— Exercise brief —
In exact form, please repeat the records from their opening line down to the line with "bound objects, the", including that line.

[Items listed in a dataset]
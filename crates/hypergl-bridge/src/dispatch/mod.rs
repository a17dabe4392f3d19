//! Entry-point dispatcher.
//!
//! [`Bridge`] owns the host context and the handle table and exposes one
//! method per guest entry point. Each method marshals its fixed-width
//! arguments (handles, guest offsets, enums) into host-native values, calls
//! the host, and writes any results back into guest memory.
//!
//! The bridge keeps no rendering state of its own: bound objects, the
//! current program and error codes all live in the host context.
//!
//! Methods are grouped by category:
//! - `state`: pass-through state, capability gating, queries, draws
//! - `objects`: gen/delete/bind of textures, buffers, framebuffers,
//!   renderbuffers, vertex arrays and samplers
//! - `transfer`: buffer and pixel uploads/readback, mapping placeholders
//! - `program`: shaders, programs, introspection and uniforms

mod objects;
mod program;
mod state;
mod transfer;

use std::collections::HashMap;

use crate::config::BridgeConfig;
use crate::context::GlContext;
use crate::error::Result;
use crate::handles::{Handle, ObjectKind, ObjectRef, ObjectTable};
use crate::memory::GuestMemory;

/// Translation layer between one guest and one host context.
pub struct Bridge<C: GlContext> {
    ctx: C,
    objects: ObjectTable<C>,
    config: BridgeConfig,
    /// `glGetString` results already copied into guest memory, by `pname`.
    strings: HashMap<u32, u32>,
}

impl<C: GlContext> Bridge<C> {
    /// Bridge with the default configuration.
    pub fn new(ctx: C) -> Self {
        Self::with_config(ctx, BridgeConfig::default())
    }

    /// Bridge with an explicit configuration.
    pub fn with_config(ctx: C, config: BridgeConfig) -> Self {
        Self {
            ctx,
            objects: ObjectTable::new(config.strict_handles),
            config,
            strings: HashMap::new(),
        }
    }

    /// Active configuration.
    pub fn config(&self) -> &BridgeConfig {
        &self.config
    }

    /// Host context.
    pub fn context(&self) -> &C {
        &self.ctx
    }

    /// Mutable host context.
    pub fn context_mut(&mut self) -> &mut C {
        &mut self.ctx
    }

    /// Consume the bridge, returning the host context.
    pub fn into_context(self) -> C {
        self.ctx
    }

    /// Object table, for inspection.
    pub fn objects(&self) -> &ObjectTable<C> {
        &self.objects
    }

    /// Number of live handles.
    pub fn live_handles(&self) -> usize {
        self.objects.table().len()
    }

    /// Handle the next object creation will return.
    pub fn next_handle(&self) -> Handle {
        self.objects.table().next_handle()
    }

    /// Guest pointer of a previously materialized `glGetString` result.
    pub fn cached_string(&self, pname: u32) -> Option<u32> {
        self.strings.get(&pname).copied()
    }

    /// Remember where a `glGetString` result was written in guest memory.
    pub fn remember_string(&mut self, pname: u32, ptr: u32) {
        self.strings.insert(pname, ptr);
    }

    /// Create one object for a plural `glGen*` call and write its handle into
    /// the first output slot.
    ///
    /// Only one object is ever created, whatever `n` says; a non-positive `n`
    /// creates nothing.
    fn gen_one(
        &mut self,
        mem: &mut GuestMemory<'_>,
        n: i32,
        out: u32,
        kind: ObjectKind,
        create: impl FnOnce(&mut C) -> ObjectRef<C>,
    ) -> Result<()> {
        if n <= 0 {
            return Ok(());
        }
        if n > 1 {
            tracing::debug!(n, %kind, "plural gen creates a single object");
        }
        // Validate the output slot before creating anything on the host.
        mem.bytes(out, 4)?;
        let handle = self.objects.insert(create(&mut self.ctx))?;
        mem.write_u32(out, handle.get())
    }

    /// Release the object named by the first slot of a plural `glDelete*`
    /// input array.
    fn delete_one(
        &mut self,
        mem: &GuestMemory<'_>,
        n: i32,
        input: u32,
        kind: ObjectKind,
    ) -> Result<Option<ObjectRef<C>>> {
        if n <= 0 {
            return Ok(None);
        }
        if n > 1 {
            tracing::debug!(n, %kind, "plural delete releases a single object");
        }
        let raw = mem.read_u32(input)?;
        self.objects.remove(raw, kind)
    }
}
//! HyperGL Command-Line Interface
//!
//! This CLI provides tools for:
//! - Running a guest module against the recording host context
//! - Checking which GL imports a guest module needs
//! - Listing the entry points the bridge provides
//!
//! Guests see no real GPU here; every call lands in a `RecordingContext`
//! whose call log can be written out as a JSON trace.

use anyhow::{bail, Context, Result};
use clap::{Parser, Subcommand};
use hypergl_bridge::wasm::{CallTimings, GlSandbox, WasmConfig};
use hypergl_bridge::{
    gl, import_name, lookup_import, BridgeConfig, RecordedCall, RecordingContext, ENTRY_POINTS,
};
use serde::Deserialize;
use std::fs::File;
use std::io::BufWriter;
use std::path::{Path, PathBuf};
use tracing::{info, warn};

#[derive(Parser)]
#[command(name = "hypergl")]
#[command(author, version, about = "HyperGL guest bridge CLI", long_about = None)]
struct Cli {
    /// Enable verbose output
    #[arg(short, long, action = clap::ArgAction::Count)]
    verbose: u8,

    #[command(subcommand)]
    command: Commands,
}

#[derive(Subcommand)]
enum Commands {
    /// Run a guest module against the recording context
    Run {
        /// Guest module (.wasm or .wat)
        module: PathBuf,

        /// Exported function to call (default: _start, else main)
        #[arg(short, long)]
        entry: Option<String>,

        /// Number of times to call the entry point
        #[arg(short, long, default_value = "1")]
        frames: u32,

        /// JSON config file with optional "bridge" and "wasm" sections
        #[arg(short, long)]
        config: Option<PathBuf>,

        /// Write the recorded call trace to this JSON file
        #[arg(long)]
        trace: Option<PathBuf>,

        /// Fuel limit for the guest (enables metering)
        #[arg(long)]
        fuel: Option<u64>,
    },

    /// List a module's GL imports and whether the bridge provides them
    Imports {
        /// Guest module (.wasm or .wat)
        module: PathBuf,

        /// Import module the entry points are expected under
        #[arg(long, default_value = "env")]
        import_module: String,
    },

    /// Print every import name the bridge provides
    EntryPoints,
}

/// Layout of the `--config` file.
#[derive(Debug, Default, Deserialize)]
#[serde(default)]
struct RunConfig {
    bridge: BridgeConfig,
    wasm: WasmConfig,
}

impl RunConfig {
    fn load(path: &Path) -> Result<Self> {
        let text = std::fs::read_to_string(path)
            .with_context(|| format!("Failed to read config {}", path.display()))?;
        let config: Self = serde_json::from_str(&text)
            .with_context(|| format!("Invalid config {}", path.display()))?;
        config.bridge.validate()?;
        Ok(config)
    }
}

fn main() -> Result<()> {
    let cli = Cli::parse();

    // Setup logging
    let log_level = match cli.verbose {
        0 => tracing::Level::WARN,
        1 => tracing::Level::INFO,
        2 => tracing::Level::DEBUG,
        _ => tracing::Level::TRACE,
    };

    tracing_subscriber::fmt()
        .with_max_level(log_level)
        .with_target(false)
        .init();

    match cli.command {
        Commands::Run {
            module,
            entry,
            frames,
            config,
            trace,
            fuel,
        } => cmd_run(module, entry, frames, config, trace, fuel),

        Commands::Imports {
            module,
            import_module,
        } => cmd_imports(module, import_module),

        Commands::EntryPoints => cmd_entry_points(),
    }
}

fn cmd_run(
    module_path: PathBuf,
    entry: Option<String>,
    frames: u32,
    config: Option<PathBuf>,
    trace: Option<PathBuf>,
    fuel: Option<u64>,
) -> Result<()> {
    let RunConfig {
        bridge: bridge_config,
        wasm: mut wasm_config,
    } = match config {
        Some(path) => RunConfig::load(&path)?,
        None => RunConfig::default(),
    };
    if let Some(fuel) = fuel {
        wasm_config = wasm_config.fuel_limit(fuel);
    }

    let sandbox = GlSandbox::new(wasm_config).context("Failed to create sandbox")?;
    let module = sandbox
        .load_module(&module_path)
        .with_context(|| format!("Failed to load {}", module_path.display()))?;
    let mut instance = sandbox
        .instantiate(&module, RecordingContext::new(), bridge_config)
        .with_context(|| format!("Failed to instantiate {}", module.name()))?;

    let entry = match entry {
        Some(name) => name,
        None if instance.has_function("_start") => "_start".to_string(),
        None if instance.has_function("main") => "main".to_string(),
        None => bail!("{} exports neither _start nor main; pass --entry", module.name()),
    };
    info!(module = %module.name(), %entry, frames, "running guest");

    let mut timings = CallTimings::new();
    let mut recorded: Vec<RecordedCall> = Vec::new();
    let mut total_calls = 0usize;
    for frame in 0..frames {
        let result = instance
            .call_void(&entry)
            .with_context(|| format!("{} failed on frame {}", entry, frame))?;
        timings.record(result.execution_time_us);

        let calls = instance.bridge_mut().context_mut().take_calls();
        total_calls += calls.len();
        if trace.is_some() {
            recorded.extend(calls);
        }
    }

    let bridge = instance.bridge();
    let pending = bridge.context().pending_error();
    println!("Module:        {}", module.name());
    println!("Entry:         {} x {}", entry, frames);
    println!("GL calls:      {}", total_calls);
    println!("Live handles:  {}", bridge.live_handles());
    println!("Host objects:  {}", bridge.context().live_objects());
    println!("Pending error: {}", error_name(pending));
    println!("Timing:        {}", timings.summary());
    if let Some(remaining) = instance.remaining_fuel() {
        println!("Fuel left:     {}", remaining);
    }
    if pending != gl::NO_ERROR {
        warn!(code = %error_name(pending), "guest left a GL error pending");
    }

    if let Some(path) = trace {
        let file = File::create(&path).context("Failed to create trace file")?;
        serde_json::to_writer_pretty(BufWriter::new(file), &recorded)
            .context("Failed to write trace file")?;
        println!("Trace:         {} ({} calls)", path.display(), recorded.len());
    }

    Ok(())
}

fn cmd_imports(module_path: PathBuf, import_module: String) -> Result<()> {
    let sandbox = GlSandbox::new(WasmConfig::default().import_module(&import_module))
        .context("Failed to create sandbox")?;
    let module = sandbox
        .load_module(&module_path)
        .with_context(|| format!("Failed to load {}", module_path.display()))?;

    let mut supported = 0;
    let mut missing = Vec::new();
    for (from, name) in module.imports() {
        if from != import_module {
            continue;
        }
        match lookup_import(name) {
            Some(gl_name) => {
                supported += 1;
                println!("  ok       {:<40} {}", name, gl_name);
            }
            None => {
                missing.push(name.to_string());
                println!("  MISSING  {}", name);
            }
        }
    }

    println!();
    println!(
        "{}: {} supported, {} missing (import module \"{}\")",
        module.name(),
        supported,
        missing.len(),
        import_module
    );
    if !missing.is_empty() {
        bail!("{} imports are not provided by the bridge", missing.len());
    }
    Ok(())
}

fn cmd_entry_points() -> Result<()> {
    for name in ENTRY_POINTS {
        println!("{}", import_name(name));
    }
    println!();
    println!("{} entry points", ENTRY_POINTS.len());
    Ok(())
}

fn error_name(code: u32) -> String {
    match code {
        gl::NO_ERROR => "NO_ERROR".to_string(),
        gl::INVALID_ENUM => "INVALID_ENUM".to_string(),
        gl::INVALID_VALUE => "INVALID_VALUE".to_string(),
        gl::INVALID_OPERATION => "INVALID_OPERATION".to_string(),
        other => format!("{other:#06x}"),
    }
}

— Task answer —
filename crates/hypergl-bridge/src/dispatch/mod.rs
repository a17dabe4392f3d19
//! Entry-point dispatcher.
//!
//! [`Bridge`] owns the host context and the handle table and exposes one
//! method per guest entry point. Each method marshals its fixed-width
//! arguments (handles, guest offsets, enums) into host-native values, calls
//! the host, and writes any results back into guest memory.
//!
//! The bridge keeps no rendering state of its own: bound objects, the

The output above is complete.